Principle and configuration of 7 bond modes for multiple NICs. Nic bonding mode configuration in linux.
What is a network card bond?
The so-called bond, is to bind multiple physical network cards into a logical network card, using the same IP to work, in the increase of bandwidth can also improve redundancy, generally used more is to improve redundancy, respectively and different switches connected, improve reliability, but sometimes server bandwidth is not enough can also be used to increase bandwidth.
Linux NIC configuration – Nic bonding mode configuration in linux
About Bond Introduction
There are seven types of NIC binding modes (0~6), namely: bond0, bond1, bond2, bond3, bond4, bond5, bond6.
There are three types that we often use in our daily work:
mode=0: Balanced load mode, with automatic redundancy, but requires “Switch” support and settings.
mode=1: In the automatic redundancy mode, if one line is disconnected, the other lines will be automatically redundant.
mode=6: Balanced load mode, with automatic redundancy, no “Switch” support and setting required.
NIC bonding mode
Bond’s seven modes are introduced:
1, mode=0 (balance-rr) (balance cycle strategy)
Link load balancing, increasing bandwidth, and supporting fault tolerance, one link failure will automatically switch over the normal link.
The switch needs to configure an aggregation port, which Cisco calls port channel.

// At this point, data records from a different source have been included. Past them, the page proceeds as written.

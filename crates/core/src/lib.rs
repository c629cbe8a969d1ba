pub mod classroom;
pub mod moves;
pub mod occupancy;
pub mod schedule;
pub mod scoring;
pub mod state;
pub mod teacher;

#[cfg(test)]
mod test_utils;

use thiserror::Error;

pub use classroom::Classroom;
pub use moves::{MoveError, MoveKind};
pub use occupancy::Occupancy;
pub use schedule::Schedule;
pub use state::State;
pub use teacher::Teacher;
pub use types::{
    Assignment, Interval, Placement, ScheduleConfig, SolveParams, SolveReport, SolveStatus,
    TimeSlot, Timetable,
};

#[derive(Debug, Error)]
pub enum ValidationError {
    #[error("invalid config: {0}")]
    Msg(String),
}

/// Structural checks only: unique names and well-formed intervals.
/// Feasibility problems surface later as conflicts or an infeasible solve.
pub fn validate(cfg: &ScheduleConfig) -> Result<(), ValidationError> {
    let mut errors: Vec<String> = Vec::new();

    fn chk_unique<'a>(name: &str, ids: impl Iterator<Item = &'a str>, errors: &mut Vec<String>) {
        use std::collections::HashSet;
        let mut seen = HashSet::new();
        for id in ids {
            if !seen.insert(id) {
                errors.push(format!("duplicate {name}: {id}"));
            }
        }
    }
    chk_unique("day", cfg.days.iter().map(String::as_str), &mut errors);
    chk_unique("course", cfg.courses.iter().map(|c| c.name.as_str()), &mut errors);
    chk_unique(
        "classroom",
        cfg.classrooms.iter().map(|c| c.name.as_str()),
        &mut errors,
    );
    chk_unique(
        "teacher",
        cfg.teachers.iter().map(|t| t.name.as_str()),
        &mut errors,
    );

    for i in &cfg.intervals {
        if i.start >= i.end {
            errors.push(format!("interval {i} is empty"));
        }
    }

    if errors.is_empty() {
        Ok(())
    } else {
        Err(ValidationError::Msg(errors.join("; ")))
    }
}

pub trait Solver {
    fn solve(&self, config: &ScheduleConfig, params: &SolveParams) -> anyhow::Result<SolveReport>;
}

#[cfg(test)]
mod tests {
    use super::*;
    use crate::test_utils::feasible_config;

    #[test]
    fn accepts_well_formed_config() {
        assert!(validate(&feasible_config()).is_ok());
    }

    #[test]
    fn reports_every_structural_problem() {
        let mut cfg = feasible_config();
        cfg.teachers.push(cfg.teachers[0].clone());
        cfg.intervals.push(Interval::new(14, 14));
        let err = validate(&cfg).unwrap_err().to_string();
        assert!(err.contains("duplicate teacher: Ana"));
        assert!(err.contains("interval 14-14 is empty"));
    }
}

Features: The transmission packet sequence is transmitted sequentially (ie: the first packet goes eth0, the next packet goes eth1….and the cycle goes on until the last transmission is completed), this mode provides load balancing and fault tolerance; But we know if a connection
Or if the session packets are sent from different interfaces and pass through different links in the middle, there is likely to be a problem of out-of-order arrival of packets on the client, and out-of-order arriving packets need to be sent again, so that the throughput of the network will decrease.

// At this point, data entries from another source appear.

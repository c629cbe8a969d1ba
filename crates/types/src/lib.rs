use schemars::JsonSchema;
use serde::{Deserialize, Serialize};
use std::fmt;

/// Half-open hour range `[start, end)` of one teaching interval.
#[derive(
    Clone, Copy, Debug, Serialize, Deserialize, JsonSchema, Eq, PartialEq, Hash, PartialOrd, Ord,
)]
pub struct Interval {
    pub start: u32,
    pub end: u32,
}

impl Interval {
    pub fn new(start: u32, end: u32) -> Self {
        Self { start, end }
    }

    /// True when `self` lies entirely within the closed range `[outer.start, outer.end]`.
    pub fn is_within(&self, outer: &Interval) -> bool {
        self.start >= outer.start && self.end <= outer.end
    }
}

impl fmt::Display for Interval {
    fn fmt(&self, f: &mut fmt::Formatter<'_>) -> fmt::Result {
        write!(f, "{}-{}", self.start, self.end)
    }
}

#[derive(
    Clone, Debug, Serialize, Deserialize, JsonSchema, Eq, PartialEq, Hash, PartialOrd, Ord,
)]
pub struct TimeSlot {
    pub day: String,
    pub interval: Interval,
}

impl TimeSlot {
    pub fn new(day: impl Into<String>, interval: Interval) -> Self {
        Self {
            day: day.into(),
            interval,
        }
    }
}

impl fmt::Display for TimeSlot {
    fn fmt(&self, f: &mut fmt::Formatter<'_>) -> fmt::Result {
        write!(f, "{} {}", self.day, self.interval)
    }
}

#[derive(Clone, Debug, Serialize, Deserialize, JsonSchema)]
pub struct CourseSpec {
    pub name: String,
    pub students: u32,
}

#[derive(Clone, Debug, Serialize, Deserialize, JsonSchema)]
pub struct ClassroomSpec {
    pub name: String,
    pub capacity: u32,
    #[serde(default)]
    pub subjects: Vec<String>,
}

#[derive(Clone, Debug, Serialize, Deserialize, JsonSchema)]
pub struct TeacherSpec {
    pub name: String,
    #[serde(default)]
    pub courses: Vec<String>,
    /// Raw preference tokens: `!<day>` bans a day, `!<h1>-<h2>` bans intervals inside `[h1, h2]`.
    #[serde(default)]
    pub constraints: Vec<String>,
}

/// Parsed input handed over by the configuration reader. Every table keeps
/// declaration order.
#[derive(Clone, Debug, Serialize, Deserialize, JsonSchema)]
pub struct ScheduleConfig {
    pub days: Vec<String>,
    pub intervals: Vec<Interval>,
    pub courses: Vec<CourseSpec>,
    pub classrooms: Vec<ClassroomSpec>,
    pub teachers: Vec<TeacherSpec>,
}

#[derive(Clone, Copy, Debug, Serialize, Deserialize, JsonSchema, Eq, PartialEq)]
#[serde(rename_all = "lowercase")]
pub enum SolverKind {
    /// Greedy construction followed by stochastic hill climbing.
    Hc,
    /// Most-constrained-first backtracking.
    Csp,
}

fn default_max_iters() -> usize {
    10_000
}

fn default_max_no_improvement() -> usize {
    100
}

#[derive(Clone, Debug, Serialize, Deserialize, JsonSchema)]
pub struct SolveParams {
    pub solver: SolverKind,
    #[serde(default)]
    pub seed: u64,
    #[serde(default = "default_max_iters")]
    pub max_iters: usize,
    #[serde(default = "default_max_no_improvement")]
    pub max_no_improvement: usize,
}

impl SolveParams {
    pub fn new(solver: SolverKind, seed: u64) -> Self {
        Self {
            solver,
            seed,
            max_iters: default_max_iters(),
            max_no_improvement: default_max_no_improvement(),
        }
    }
}

/// One scheduled instance of a course: where, by whom and when.
#[derive(Clone, Debug, Serialize, Deserialize, JsonSchema, Eq, PartialEq, Hash)]
pub struct Placement {
    pub classroom: String,
    pub teacher: String,
    pub slot: TimeSlot,
}

impl Placement {
    pub fn new(classroom: impl Into<String>, teacher: impl Into<String>, slot: TimeSlot) -> Self {
        Self {
            classroom: classroom.into(),
            teacher: teacher.into(),
            slot,
        }
    }
}

#[derive(Clone, Debug, Serialize, Deserialize, JsonSchema, Eq, PartialEq)]
pub struct Assignment {
    pub course: String,
    #[serde(flatten)]
    pub placement: Placement,
}

#[derive(Clone, Debug, Serialize, Deserialize, JsonSchema, Eq, PartialEq)]
pub struct Booking {
    pub teacher: String,
    pub course: String,
}

#[derive(Clone, Debug, Serialize, Deserialize, JsonSchema, Eq, PartialEq)]
pub struct RoomCell {
    pub classroom: String,
    pub booking: Option<Booking>,
}

#[derive(Clone, Debug, Serialize, Deserialize, JsonSchema, Eq, PartialEq)]
pub struct IntervalRow {
    pub interval: Interval,
    pub rooms: Vec<RoomCell>,
}

#[derive(Clone, Debug, Serialize, Deserialize, JsonSchema, Eq, PartialEq)]
pub struct DayRow {
    pub day: String,
    pub intervals: Vec<IntervalRow>,
}

/// Day -> interval -> classroom grid consumed by the presentation layer.
#[derive(Clone, Debug, Default, Serialize, Deserialize, JsonSchema, Eq, PartialEq)]
pub struct Timetable {
    pub days: Vec<DayRow>,
}

impl Timetable {
    pub fn cell(&self, day: &str, interval: Interval, classroom: &str) -> Option<&Booking> {
        self.days
            .iter()
            .find(|d| d.day == day)?
            .intervals
            .iter()
            .find(|i| i.interval == interval)?
            .rooms
            .iter()
            .find(|r| r.classroom == classroom)?
            .booking
            .as_ref()
    }
}

#[derive(Clone, Copy, Debug, Serialize, Deserialize, JsonSchema, Eq, PartialEq)]
#[serde(rename_all = "snake_case")]
pub enum SolveStatus {
    Solved,
    LocalOptimum,
    Infeasible,
}

#[derive(Clone, Debug, Serialize, Deserialize, JsonSchema)]
pub struct SolveReport {
    pub status: SolveStatus,
    pub hard_conflicts: u32,
    pub soft_conflicts: u32,
    pub assignments: Vec<Assignment>,
    pub timetable: Timetable,
    pub stats: serde_json::Value,
}

#[cfg(test)]
mod tests {
    use super::*;

    #[test]
    fn interval_containment_is_inclusive_on_both_bounds() {
        let banned = Interval::new(8, 12);
        assert!(Interval::new(8, 10).is_within(&banned));
        assert!(Interval::new(10, 12).is_within(&banned));
        assert!(!Interval::new(12, 14).is_within(&banned));
        assert!(!Interval::new(6, 10).is_within(&banned));
    }

    #[test]
    fn params_fill_defaults() {
        let p: SolveParams = serde_json::from_str(r#"{"solver":"csp"}"#).unwrap();
        assert_eq!(p.solver, SolverKind::Csp);
        assert_eq!(p.seed, 0);
        assert_eq!(p.max_iters, 10_000);
        assert_eq!(p.max_no_improvement, 100);
    }

    #[test]
    fn config_parses_with_optional_tables_omitted() {
        let cfg: ScheduleConfig = serde_json::from_value(serde_json::json!({
            "days": ["Mon"],
            "intervals": [{"start": 8, "end": 10}],
            "courses": [{"name": "Math", "students": 20}],
            "classrooms": [{"name": "R1", "capacity": 30}],
            "teachers": [{"name": "Ana"}]
        }))
        .unwrap();
        assert!(cfg.classrooms[0].subjects.is_empty());
        assert!(cfg.teachers[0].constraints.is_empty());
    }
}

2, mode=1 (active-backup) (primary-backup policy)
This is the active and standby mode, only one network card is active, the other is standby standby, all traffic is processed on the active link, the switch configuration is bundled will not work, because the switch sends packets to two network cards, half of the packets are dropped.
Features: Only one device is active, and when one goes down the other it is immediately converted from backup to primary.
The MAC address is externally visible, and from the outside, the bond’s MAC address is unique to avoid clutter in the switch.
Play with Linux – Linux NIC teaming mode
This mode only provides fault tolerance; It can be seen that the advantage of this algorithm is that it can provide high network connection availability, but its resource utilization is low, only one interface is active, and in the case of N network interfaces, the resource utilization is 1/N.
3, mode=2 (balance-xor) (balance strategy)
NIC teaming mode 3. Indicates XOR Hash load sharing, which cooperates with the aggregation enforcement non-negotiation mode of the VSwitch. (xmit_hash_policy required, switch configuration port channel required)
Features: Transmit packets based on the specified transport hash policy. The default policy is: (source MAC address XOR destination MAC address) % slave number. Additional transport policies can be specified through xmit_hash_policy options, and this mode provides load balancing and fault tolerance.
4, mode=3 (broadcast) (broadcast policy)
It means that all packets are sent from all network interfaces, which is unbalanced, only redundant, but too wasteful of resources. This mode is suitable for the financial industry because they need a highly reliable network that does not allow any problems. It is necessary to cooperate with the aggregation enforcement non-negotiation mode of the VSwitch.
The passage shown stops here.